If you are working on similar problems and believe we should correspond/collaborate, send me email.

Anonymous said...

what language is this written in ?

Ravi said...


Java + a custom variant of Scheme I am working on. The final version will be in C (bootstrapping from java).

Anonymous said...

I'd written to your email id. Since I didn't get a reply thought I'd try here. Could you give me a good reference for Quadtrees? The material available on the internet isn't very satisfying.

Thanks in Advance

Ravi said...

Sorry for the non reply. I had planned to reply but things were so hectic that I didn't get around to it.

The reference I used was "Analysis of Spatial Data Structures by Hanan Samet. (See Sections 2.3 - 2.9 for QuadTrees).

daneel said...

Really interesting stuff, Ravi!

A small question. You mentioned motion models. Are you planning to model the dynamics of the robot (with its controls and its associated noise), or are you mainly focusing on sensing and planning?

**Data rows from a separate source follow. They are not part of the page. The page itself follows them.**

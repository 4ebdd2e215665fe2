//! Rate Limiter Service
//!
//! Per-client request limiting using a sliding window of time buckets.
//! Clients are keyed by their peer address.

use chrono::{DateTime, Duration, Utc};
use std::collections::HashMap;
use std::sync::Arc;
use thiserror::Error;
use tokio::sync::RwLock;

/// Errors that can occur during rate limiting
#[derive(Debug, Error)]
pub enum RateLimitError {
    #[error("Rate limit exceeded for client '{client}'. Retry after {retry_after} seconds")]
    RateLimited { client: String, retry_after: u64 },
}

/// Window configuration shared by every client
#[derive(Debug, Clone)]
pub struct RateLimitConfig {
    /// Maximum requests allowed in the window
    pub max_requests: u32,
    /// Window duration in seconds
    pub window_secs: u64,
}

impl Default for RateLimitConfig {
    fn default() -> Self {
        Self {
            max_requests: 100,
            window_secs: 60,
        }
    }
}

/// Time bucket for tracking requests in a sliding window
#[derive(Debug, Clone)]
struct TimeBucket {
    start_time: DateTime<Utc>,
    count: u32,
}

#[derive(Debug, Clone, Default)]
struct ClientState {
    buckets: Vec<TimeBucket>,
}

/// Rate Limiter Service
///
/// Each client has independent state; one client exhausting its quota never
/// affects another.
#[derive(Debug, Clone)]
pub struct RateLimiterService {
    config: RateLimitConfig,
    state: Arc<RwLock<HashMap<String, ClientState>>>,
    /// Granularity of tracking, in seconds
    bucket_size_secs: u64,
}

impl Default for RateLimiterService {
    fn default() -> Self {
        Self::new(RateLimitConfig::default())
    }
}

impl RateLimiterService {
    pub fn new(config: RateLimitConfig) -> Self {
        // Ten buckets per window, at least one second each
        let bucket_size_secs = (config.window_secs / 10).max(1);
        Self::with_bucket_size(config, bucket_size_secs)
    }

    pub fn with_bucket_size(config: RateLimitConfig, bucket_size_secs: u64) -> Self {
        Self {
            config,
            state: Arc::new(RwLock::new(HashMap::new())),
            bucket_size_secs: bucket_size_secs.max(1),
        }
    }

    /// Check if a request is allowed and record it if so
    pub async fn check_and_record(&self, client: &str) -> Result<(), RateLimitError> {
        self.check_and_record_at(client, Utc::now()).await
    }

    async fn check_and_record_at(
        &self,
        client: &str,
        now: DateTime<Utc>,
    ) -> Result<(), RateLimitError> {
        let window = Duration::seconds(self.config.window_secs as i64);
        let mut state = self.state.write().await;
        let client_state = state.entry(client.to_string()).or_default();

        let window_start = now - window;
        client_state.buckets.retain(|b| b.start_time > window_start);

        let current_count: u32 = client_state.buckets.iter().map(|b| b.count).sum();

        if current_count >= self.config.max_requests {
            let retry_after = match client_state.buckets.first() {
                Some(oldest) => (oldest.start_time + window - now).num_seconds().max(1) as u64,
                None => self.config.window_secs,
            };

            return Err(RateLimitError::RateLimited {
                client: client.to_string(),
                retry_after,
            });
        }

        let bucket_start = self.bucket_start(now);
        match client_state
            .buckets
            .iter_mut()
            .find(|b| b.start_time == bucket_start)
        {
            Some(bucket) => bucket.count += 1,
            None => client_state.buckets.push(TimeBucket {
                start_time: bucket_start,
                count: 1,
            }),
        }

        Ok(())
    }

    /// Start of the bucket containing `time`
    fn bucket_start(&self, time: DateTime<Utc>) -> DateTime<Utc> {
        let size = self.bucket_size_secs as i64;
        let start = (time.timestamp() / size) * size;
        DateTime::from_timestamp(start, 0).unwrap_or(time)
    }

    /// Requests counted against a client in the current window
    pub async fn current_count(&self, client: &str) -> u32 {
        let window_start = Utc::now() - Duration::seconds(self.config.window_secs as i64);
        let state = self.state.read().await;

        state
            .get(client)
            .map(|s| {
                s.buckets
                    .iter()
                    .filter(|b| b.start_time > window_start)
                    .map(|b| b.count)
                    .sum()
            })
            .unwrap_or(0)
    }

    /// Drop state for clients with no requests in the current window
    pub async fn prune(&self) -> usize {
        let window_start = Utc::now() - Duration::seconds(self.config.window_secs as i64);
        let mut state = self.state.write().await;
        let before = state.len();
        state.retain(|_, s| s.buckets.iter().any(|b| b.start_time > window_start));
        before - state.len()
    }
}
use chrono::{DateTime, Utc};
use serde::{Deserialize, Serialize};

use super::agent::{AgentId, AgentMetadata, WalletAddress};

/// Request payload for POST /agents
///
/// The registration itself happens on the registry contract; this only
/// records the intent until the on-chain event is indexed.
#[derive(Debug, Clone, Deserialize)]
#[serde(rename_all = "camelCase", deny_unknown_fields)]
pub struct RegisterAgentRequest {
    pub agent_id: AgentId,
    pub owner: WalletAddress,
    pub metadata: RegistrationMetadata,
    pub tier: u8,
}

/// Metadata accepted on POST /agents. Stricter than what is stored:
/// unknown keys are rejected.
#[derive(Debug, Clone, Default, Deserialize)]
#[serde(rename_all = "camelCase", deny_unknown_fields)]
pub struct RegistrationMetadata {
    #[serde(default)]
    pub name: Option<String>,
    #[serde(default)]
    pub description: Option<String>,
    #[serde(default)]
    pub avatar: Option<String>,
    #[serde(default)]
    pub skills: Vec<String>,
    #[serde(default)]
    pub tier: Option<serde_json::Value>,
}

impl From<RegistrationMetadata> for AgentMetadata {
    fn from(metadata: RegistrationMetadata) -> Self {
        Self {
            name: metadata.name,
            description: metadata.description,
            avatar: metadata.avatar,
            skills: metadata.skills,
            tier: metadata.tier,
            extra: serde_json::Map::new(),
        }
    }
}

/// Off-ledger registration awaiting its on-chain counterpart
#[derive(Debug, Clone, PartialEq, Serialize)]
#[serde(rename_all = "camelCase")]
pub struct PendingRegistration {
    pub agent_id: AgentId,
    pub owner: WalletAddress,
    pub metadata: AgentMetadata,
    pub tier: u8,
    /// Subject of the bearer token that submitted it
    pub submitted_by: String,
    pub submitted_at: DateTime<Utc>,
}

/// Response payload for POST /agents
#[derive(Debug, Clone, Serialize)]
#[serde(rename_all = "camelCase")]
pub struct RegistrationReceipt {
    pub message: String,
    pub agent_id: AgentId,
    pub status: String,
    pub note: String,
}

impl RegistrationReceipt {
    pub fn pending(agent_id: AgentId) -> Self {
        Self {
            message: "Agent registration submitted".to_string(),
            agent_id,
            status: "pending".to_string(),
            note: "On-chain registration required".to_string(),
        }
    }
}

#[cfg(test)]
mod tests {
    use super::*;

    #[test]
    fn test_registration_metadata_rejects_unknown_fields() {
        let ok: RegistrationMetadata =
            serde_json::from_value(serde_json::json!({"name": "scout", "skills": ["rust"]}))
                .unwrap();
        assert!(AgentMetadata::from(ok).has_skill("rust"));

        let err = serde_json::from_value::<RegistrationMetadata>(
            serde_json::json!({"name": "x", "rank": 1}),
        );
        assert!(err.is_err());
    }
}
//! Agent listing query, filter and pagination types

use chrono::{DateTime, Duration, Utc};
use serde::{Deserialize, Serialize};

use super::agent::{AgentStatus, AgentSummary, MAX_REPUTATION, MIN_REPUTATION};
use super::verification::VERIFICATION_WINDOW_DAYS;

/// Query parameters for GET /agents, as received
#[derive(Debug, Clone, Default, Deserialize)]
#[serde(rename_all = "camelCase", deny_unknown_fields)]
pub struct ListAgentsQuery {
    #[serde(default)]
    pub skill: Option<String>,
    #[serde(default)]
    pub min_reputation: Option<i32>,
    #[serde(default)]
    pub verified_only: Option<bool>,
    /// Exact status match (default: Active)
    #[serde(default)]
    pub status: Option<String>,
    /// 1-indexed page number (default: 1)
    #[serde(default)]
    pub page: Option<i64>,
    /// Page size (default: 20, max: 100)
    #[serde(default)]
    pub limit: Option<i64>,
}

impl ListAgentsQuery {
    /// Validate into a filter and a page request
    pub fn into_filter(self) -> Result<(AgentFilter, PageRequest), String> {
        let status = match self.status.as_deref() {
            Some(s) => s.parse::<AgentStatus>()?,
            None => AgentStatus::default(),
        };

        if let Some(min) = self.min_reputation {
            if !(MIN_REPUTATION..=MAX_REPUTATION).contains(&min) {
                return Err(format!(
                    "minReputation must be between {MIN_REPUTATION} and {MAX_REPUTATION}"
                ));
            }
        }

        let skill = match self.skill {
            Some(s) if s.trim().is_empty() => {
                return Err("skill must not be empty".to_string());
            }
            other => other,
        };

        let page = PageRequest::new(self.page, self.limit)?;

        Ok((
            AgentFilter {
                status,
                min_reputation: self.min_reputation,
                skill,
                verified_only: self.verified_only.unwrap_or(false),
            },
            page,
        ))
    }
}

/// Validated listing filter
#[derive(Debug, Clone, Default, PartialEq, Eq)]
pub struct AgentFilter {
    pub status: AgentStatus,
    /// Inclusive lower bound on reputation score
    pub min_reputation: Option<i32>,
    /// Agent's skill list must contain this value
    pub skill: Option<String>,
    /// Only agents verified within the trailing window
    pub verified_only: bool,
}

impl AgentFilter {
    /// Earliest `lastVerified` that still passes the verified-only filter
    pub fn verified_since(&self, now: DateTime<Utc>) -> Option<DateTime<Utc>> {
        self.verified_only
            .then(|| now - Duration::days(VERIFICATION_WINDOW_DAYS))
    }
}

/// Validated 1-indexed page request
#[derive(Debug, Clone, Copy, PartialEq, Eq)]
pub struct PageRequest {
    pub page: i64,
    pub limit: i64,
}

impl PageRequest {
    pub const DEFAULT_PAGE: i64 = 1;
    pub const DEFAULT_LIMIT: i64 = 20;
    pub const MAX_LIMIT: i64 = 100;

    pub fn new(page: Option<i64>, limit: Option<i64>) -> Result<Self, String> {
        let page = page.unwrap_or(Self::DEFAULT_PAGE);
        let limit = limit.unwrap_or(Self::DEFAULT_LIMIT);

        if page < 1 {
            return Err("page must be at least 1".to_string());
        }
        if !(1..=Self::MAX_LIMIT).contains(&limit) {
            return Err(format!("limit must be between 1 and {}", Self::MAX_LIMIT));
        }
        Ok(Self { page, limit })
    }

    /// Number of rows to skip
    pub fn offset(&self) -> i64 {
        (self.page - 1).saturating_mul(self.limit)
    }
}

impl Default for PageRequest {
    fn default() -> Self {
        Self {
            page: Self::DEFAULT_PAGE,
            limit: Self::DEFAULT_LIMIT,
        }
    }
}

/// Pagination block of a listing response
#[derive(Debug, Clone, Copy, PartialEq, Eq, Serialize)]
pub struct Pagination {
    pub page: i64,
    pub limit: i64,
    pub total: i64,
    pub pages: i64,
}

impl Pagination {
    pub fn new(request: PageRequest, total: i64) -> Self {
        Self {
            page: request.page,
            limit: request.limit,
            total,
            pages: (total + request.limit - 1) / request.limit,
        }
    }
}

/// Response payload for GET /agents
#[derive(Debug, Clone, Serialize)]
pub struct AgentPage {
    pub agents: Vec<AgentSummary>,
    pub pagination: Pagination,
}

i am interested in knowing more about your sonar model. You mentioned layering of different continuous prob. distributions. Do they represent uncertainities at various stages of the sonar sensor (eg. transmitter, reflection model, receiver, etc...)?

incidentally, the aquatic boat i am working on has a pretty expensive aquatic profiling sonar onboard. You can check out some bathymetery maps we generated for a local marina and a lake.



You will find the raw datasets, along with correspoding GPS and IMU data as well. The work is of Amit Dhariwal, a PhD student in our lab.

Ravi said...

I already talked to you on Ymessenger but for anyone else reading this blog,

"Are you planning to model the dynamics of the robot (with its controls and its associated noise), or are you mainly focusing on sensing and planning?"

I am modelling the dynamics of the robot explicitly. I find that most existing sims have shaky/non existent support for this modelling. I am planning to implement sensing/planning on top of an explicitly laid out motion/sensor model.

"You mentioned layering of different continuous prob. distributions. Do they represent uncertainties at various stages of the sonar sensor (eg. transmitter, reflection model, receiver, etc...)?"

yes but not only sensor uncertainties but also things like people moving a round the world, increased sensor failure towards the extreme range of the sensors etc.

Thanks for the links to sensor data. I am now in the middle of some compiler hacks but will get back to the simulator soon.